* [What is being asked]: What does the data read, word for word, from the line containing "Record activity: last-seen" through its final line? Give those lines only.

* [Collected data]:
....

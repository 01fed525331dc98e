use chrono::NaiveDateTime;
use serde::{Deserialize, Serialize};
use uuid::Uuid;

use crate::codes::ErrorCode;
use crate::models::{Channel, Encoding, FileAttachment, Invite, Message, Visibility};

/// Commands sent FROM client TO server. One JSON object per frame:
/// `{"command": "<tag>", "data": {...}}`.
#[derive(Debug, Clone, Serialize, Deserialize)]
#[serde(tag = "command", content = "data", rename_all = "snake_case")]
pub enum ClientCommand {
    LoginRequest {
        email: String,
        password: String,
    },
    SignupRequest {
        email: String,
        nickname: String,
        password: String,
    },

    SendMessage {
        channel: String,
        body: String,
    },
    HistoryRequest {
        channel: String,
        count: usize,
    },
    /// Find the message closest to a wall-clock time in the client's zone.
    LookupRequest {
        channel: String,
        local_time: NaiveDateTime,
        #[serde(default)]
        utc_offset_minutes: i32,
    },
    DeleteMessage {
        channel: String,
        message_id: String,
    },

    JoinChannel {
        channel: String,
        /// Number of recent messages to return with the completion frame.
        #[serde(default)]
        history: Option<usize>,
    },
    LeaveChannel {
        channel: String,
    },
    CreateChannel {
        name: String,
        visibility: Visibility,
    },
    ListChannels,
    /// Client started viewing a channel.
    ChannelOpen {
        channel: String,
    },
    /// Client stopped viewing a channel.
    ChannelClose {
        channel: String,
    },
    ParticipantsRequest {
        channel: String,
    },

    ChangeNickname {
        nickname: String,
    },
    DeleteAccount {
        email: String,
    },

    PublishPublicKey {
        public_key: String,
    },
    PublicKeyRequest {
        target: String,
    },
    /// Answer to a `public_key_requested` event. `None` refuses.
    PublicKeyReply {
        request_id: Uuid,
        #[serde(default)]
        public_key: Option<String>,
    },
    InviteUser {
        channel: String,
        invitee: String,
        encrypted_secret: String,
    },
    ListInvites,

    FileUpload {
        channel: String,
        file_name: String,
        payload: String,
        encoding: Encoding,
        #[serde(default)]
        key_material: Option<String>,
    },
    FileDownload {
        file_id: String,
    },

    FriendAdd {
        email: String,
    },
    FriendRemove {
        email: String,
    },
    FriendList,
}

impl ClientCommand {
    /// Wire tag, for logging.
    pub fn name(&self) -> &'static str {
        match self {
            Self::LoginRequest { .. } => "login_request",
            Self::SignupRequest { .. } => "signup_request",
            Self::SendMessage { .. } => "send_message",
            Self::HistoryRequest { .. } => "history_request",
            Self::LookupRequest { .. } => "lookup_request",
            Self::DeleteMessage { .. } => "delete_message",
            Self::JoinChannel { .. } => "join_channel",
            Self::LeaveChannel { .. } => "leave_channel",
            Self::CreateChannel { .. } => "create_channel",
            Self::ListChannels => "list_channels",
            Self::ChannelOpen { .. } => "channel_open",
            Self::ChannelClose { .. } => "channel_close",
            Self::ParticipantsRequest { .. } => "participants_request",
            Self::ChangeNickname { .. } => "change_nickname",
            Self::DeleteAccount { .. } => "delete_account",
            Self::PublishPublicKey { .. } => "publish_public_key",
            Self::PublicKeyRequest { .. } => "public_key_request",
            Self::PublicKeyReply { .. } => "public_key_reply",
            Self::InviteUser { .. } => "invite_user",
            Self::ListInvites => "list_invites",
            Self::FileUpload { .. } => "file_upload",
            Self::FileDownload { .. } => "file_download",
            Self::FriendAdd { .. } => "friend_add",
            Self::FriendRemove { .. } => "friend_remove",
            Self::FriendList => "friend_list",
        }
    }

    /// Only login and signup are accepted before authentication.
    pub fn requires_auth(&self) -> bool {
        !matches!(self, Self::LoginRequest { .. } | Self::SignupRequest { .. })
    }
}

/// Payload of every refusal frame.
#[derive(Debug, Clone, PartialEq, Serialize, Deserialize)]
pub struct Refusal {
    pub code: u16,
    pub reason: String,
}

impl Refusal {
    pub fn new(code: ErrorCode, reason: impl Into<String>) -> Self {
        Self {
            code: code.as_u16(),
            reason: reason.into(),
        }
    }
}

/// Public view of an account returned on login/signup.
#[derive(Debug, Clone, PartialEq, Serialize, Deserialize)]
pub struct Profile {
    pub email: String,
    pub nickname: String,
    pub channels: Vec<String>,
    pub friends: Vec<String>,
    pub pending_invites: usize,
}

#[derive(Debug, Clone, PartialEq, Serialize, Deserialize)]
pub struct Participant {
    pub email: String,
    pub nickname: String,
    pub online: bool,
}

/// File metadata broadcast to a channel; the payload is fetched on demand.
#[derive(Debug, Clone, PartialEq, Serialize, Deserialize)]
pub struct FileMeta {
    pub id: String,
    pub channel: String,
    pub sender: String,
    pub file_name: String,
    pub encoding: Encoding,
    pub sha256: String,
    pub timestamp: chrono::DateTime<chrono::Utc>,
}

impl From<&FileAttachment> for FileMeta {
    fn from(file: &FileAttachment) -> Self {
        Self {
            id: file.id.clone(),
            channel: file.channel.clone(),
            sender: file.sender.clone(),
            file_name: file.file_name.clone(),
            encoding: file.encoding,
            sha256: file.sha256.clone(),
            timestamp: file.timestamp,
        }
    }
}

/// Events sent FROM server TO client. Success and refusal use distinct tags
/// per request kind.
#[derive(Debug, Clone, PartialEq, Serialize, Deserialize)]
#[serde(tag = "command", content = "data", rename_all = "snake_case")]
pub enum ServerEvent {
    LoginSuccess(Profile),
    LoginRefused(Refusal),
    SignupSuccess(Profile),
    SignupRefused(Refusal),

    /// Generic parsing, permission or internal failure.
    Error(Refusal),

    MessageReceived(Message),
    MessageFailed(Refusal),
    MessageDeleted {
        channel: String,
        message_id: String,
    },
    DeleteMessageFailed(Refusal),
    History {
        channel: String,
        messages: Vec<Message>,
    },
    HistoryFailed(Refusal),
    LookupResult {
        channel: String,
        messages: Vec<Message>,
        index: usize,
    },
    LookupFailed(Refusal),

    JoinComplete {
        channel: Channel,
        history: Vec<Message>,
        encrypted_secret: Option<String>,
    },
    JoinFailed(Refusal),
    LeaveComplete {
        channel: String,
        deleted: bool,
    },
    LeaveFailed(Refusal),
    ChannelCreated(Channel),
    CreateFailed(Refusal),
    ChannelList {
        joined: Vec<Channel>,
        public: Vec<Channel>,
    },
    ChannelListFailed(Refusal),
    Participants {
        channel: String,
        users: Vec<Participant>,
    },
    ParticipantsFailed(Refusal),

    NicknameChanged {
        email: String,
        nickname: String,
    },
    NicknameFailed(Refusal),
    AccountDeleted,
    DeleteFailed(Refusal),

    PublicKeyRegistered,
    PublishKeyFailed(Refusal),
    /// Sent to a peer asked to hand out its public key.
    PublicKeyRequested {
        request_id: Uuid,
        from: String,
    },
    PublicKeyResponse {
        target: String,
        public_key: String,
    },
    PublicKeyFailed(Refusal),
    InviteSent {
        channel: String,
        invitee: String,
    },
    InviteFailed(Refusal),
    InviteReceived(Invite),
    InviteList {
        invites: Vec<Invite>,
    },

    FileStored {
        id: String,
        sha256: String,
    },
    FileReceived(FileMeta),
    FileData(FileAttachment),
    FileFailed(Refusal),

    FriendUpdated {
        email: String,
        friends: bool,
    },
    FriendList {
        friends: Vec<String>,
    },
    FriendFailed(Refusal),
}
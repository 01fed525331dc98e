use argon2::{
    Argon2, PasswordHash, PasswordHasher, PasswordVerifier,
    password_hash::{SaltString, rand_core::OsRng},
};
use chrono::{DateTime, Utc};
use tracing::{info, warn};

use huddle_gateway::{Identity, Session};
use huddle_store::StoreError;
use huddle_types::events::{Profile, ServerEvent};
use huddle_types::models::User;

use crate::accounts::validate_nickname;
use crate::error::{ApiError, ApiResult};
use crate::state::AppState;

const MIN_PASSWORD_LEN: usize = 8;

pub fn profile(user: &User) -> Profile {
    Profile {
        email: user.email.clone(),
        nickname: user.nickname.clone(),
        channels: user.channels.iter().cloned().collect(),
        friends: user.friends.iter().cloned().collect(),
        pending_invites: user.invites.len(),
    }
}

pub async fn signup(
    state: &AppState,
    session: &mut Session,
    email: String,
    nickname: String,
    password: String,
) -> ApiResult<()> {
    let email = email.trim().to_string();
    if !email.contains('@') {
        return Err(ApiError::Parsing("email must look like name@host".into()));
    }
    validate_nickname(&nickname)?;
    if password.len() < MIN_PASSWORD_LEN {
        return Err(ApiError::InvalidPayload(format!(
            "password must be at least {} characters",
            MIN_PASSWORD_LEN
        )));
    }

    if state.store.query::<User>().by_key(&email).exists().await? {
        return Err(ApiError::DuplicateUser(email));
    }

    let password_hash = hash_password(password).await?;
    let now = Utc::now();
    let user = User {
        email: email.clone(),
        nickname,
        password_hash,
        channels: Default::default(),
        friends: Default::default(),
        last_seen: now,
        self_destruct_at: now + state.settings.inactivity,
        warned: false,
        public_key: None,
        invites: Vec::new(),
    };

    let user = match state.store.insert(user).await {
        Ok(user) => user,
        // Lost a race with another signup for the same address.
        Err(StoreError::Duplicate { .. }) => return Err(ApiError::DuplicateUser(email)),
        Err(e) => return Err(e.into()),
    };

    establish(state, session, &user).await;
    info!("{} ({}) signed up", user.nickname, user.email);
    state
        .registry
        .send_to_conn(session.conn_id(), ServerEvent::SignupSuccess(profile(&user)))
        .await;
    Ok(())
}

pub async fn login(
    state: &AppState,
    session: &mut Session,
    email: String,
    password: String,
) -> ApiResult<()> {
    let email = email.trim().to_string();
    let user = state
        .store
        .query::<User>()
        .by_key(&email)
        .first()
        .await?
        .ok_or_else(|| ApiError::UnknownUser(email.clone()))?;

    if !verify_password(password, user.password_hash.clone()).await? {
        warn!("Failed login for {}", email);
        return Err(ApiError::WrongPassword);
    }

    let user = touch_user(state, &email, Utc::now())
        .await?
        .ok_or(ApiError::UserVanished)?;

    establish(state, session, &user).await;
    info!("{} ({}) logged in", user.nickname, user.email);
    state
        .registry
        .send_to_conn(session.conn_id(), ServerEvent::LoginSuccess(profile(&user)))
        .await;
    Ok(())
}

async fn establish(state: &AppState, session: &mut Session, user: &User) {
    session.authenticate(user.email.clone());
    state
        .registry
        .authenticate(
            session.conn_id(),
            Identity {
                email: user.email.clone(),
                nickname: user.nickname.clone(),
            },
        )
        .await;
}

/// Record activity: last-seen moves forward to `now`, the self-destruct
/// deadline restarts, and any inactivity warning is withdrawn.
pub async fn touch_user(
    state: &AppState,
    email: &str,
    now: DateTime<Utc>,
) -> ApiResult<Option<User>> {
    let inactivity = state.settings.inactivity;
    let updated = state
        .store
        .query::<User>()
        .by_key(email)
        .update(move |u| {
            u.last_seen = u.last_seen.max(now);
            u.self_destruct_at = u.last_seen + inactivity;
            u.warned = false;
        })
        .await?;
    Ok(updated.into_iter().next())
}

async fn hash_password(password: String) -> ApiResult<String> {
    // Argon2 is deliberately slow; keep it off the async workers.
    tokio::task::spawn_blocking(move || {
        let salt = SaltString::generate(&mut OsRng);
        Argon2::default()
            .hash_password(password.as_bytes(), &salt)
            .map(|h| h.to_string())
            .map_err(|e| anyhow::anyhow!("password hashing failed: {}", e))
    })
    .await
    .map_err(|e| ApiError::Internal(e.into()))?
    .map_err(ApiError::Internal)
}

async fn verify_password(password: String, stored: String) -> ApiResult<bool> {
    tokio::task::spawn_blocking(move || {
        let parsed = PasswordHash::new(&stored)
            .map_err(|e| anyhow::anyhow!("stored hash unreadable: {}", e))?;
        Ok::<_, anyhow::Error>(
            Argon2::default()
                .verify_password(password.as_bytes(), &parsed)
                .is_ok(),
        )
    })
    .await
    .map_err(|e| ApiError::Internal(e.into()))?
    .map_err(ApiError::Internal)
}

....

* [Task output]:
/// Record activity: last-seen moves forward to `now`, the self-destruct
/// deadline restarts, and any inactivity warning is withdrawn.
pub async fn touch_user(
    state: &AppState,
    email: &str,
    now: DateTime<Utc>,
) -> ApiResult<Option<User>> {
    let inactivity = state.settings.inactivity;
    let updated = state
        .store
        .query::<User>()
        .by_key(email)
        .update(move |u| {
            u.last_seen = u.last_seen.max(now);
            u.self_destruct_at = u.last_seen + inactivity;
            u.warned = false;
        })
        .await?;
    Ok(updated.into_iter().next())
}

async fn hash_password(password: String) -> ApiResult<String> {
    // Argon2 is deliberately slow; keep it off the async workers.
    tokio::task::spawn_blocking(move || {
        let salt = SaltString::generate(&mut OsRng);
        Argon2::default()
            .hash_password(password.as_bytes(), &salt)
            .map(|h| h.to_string())
            .map_err(|e| anyhow::anyhow!("password hashing failed: {}", e))
    })
    .await
    .map_err(|e| ApiError::Internal(e.into()))?
    .map_err(ApiError::Internal)
}

async fn verify_password(password: String, stored: String) -> ApiResult<bool> {
    tokio::task::spawn_blocking(move || {
        let parsed = PasswordHash::new(&stored)
            .map_err(|e| anyhow::anyhow!("stored hash unreadable: {}", e))?;
        Ok::<_, anyhow::Error>(
            Argon2::default()
                .verify_password(password.as_bytes(), &parsed)
                .is_ok(),
        )
    })
    .await
    .map_err(|e| ApiError::Internal(e.into()))?
    .map_err(ApiError::Internal)
}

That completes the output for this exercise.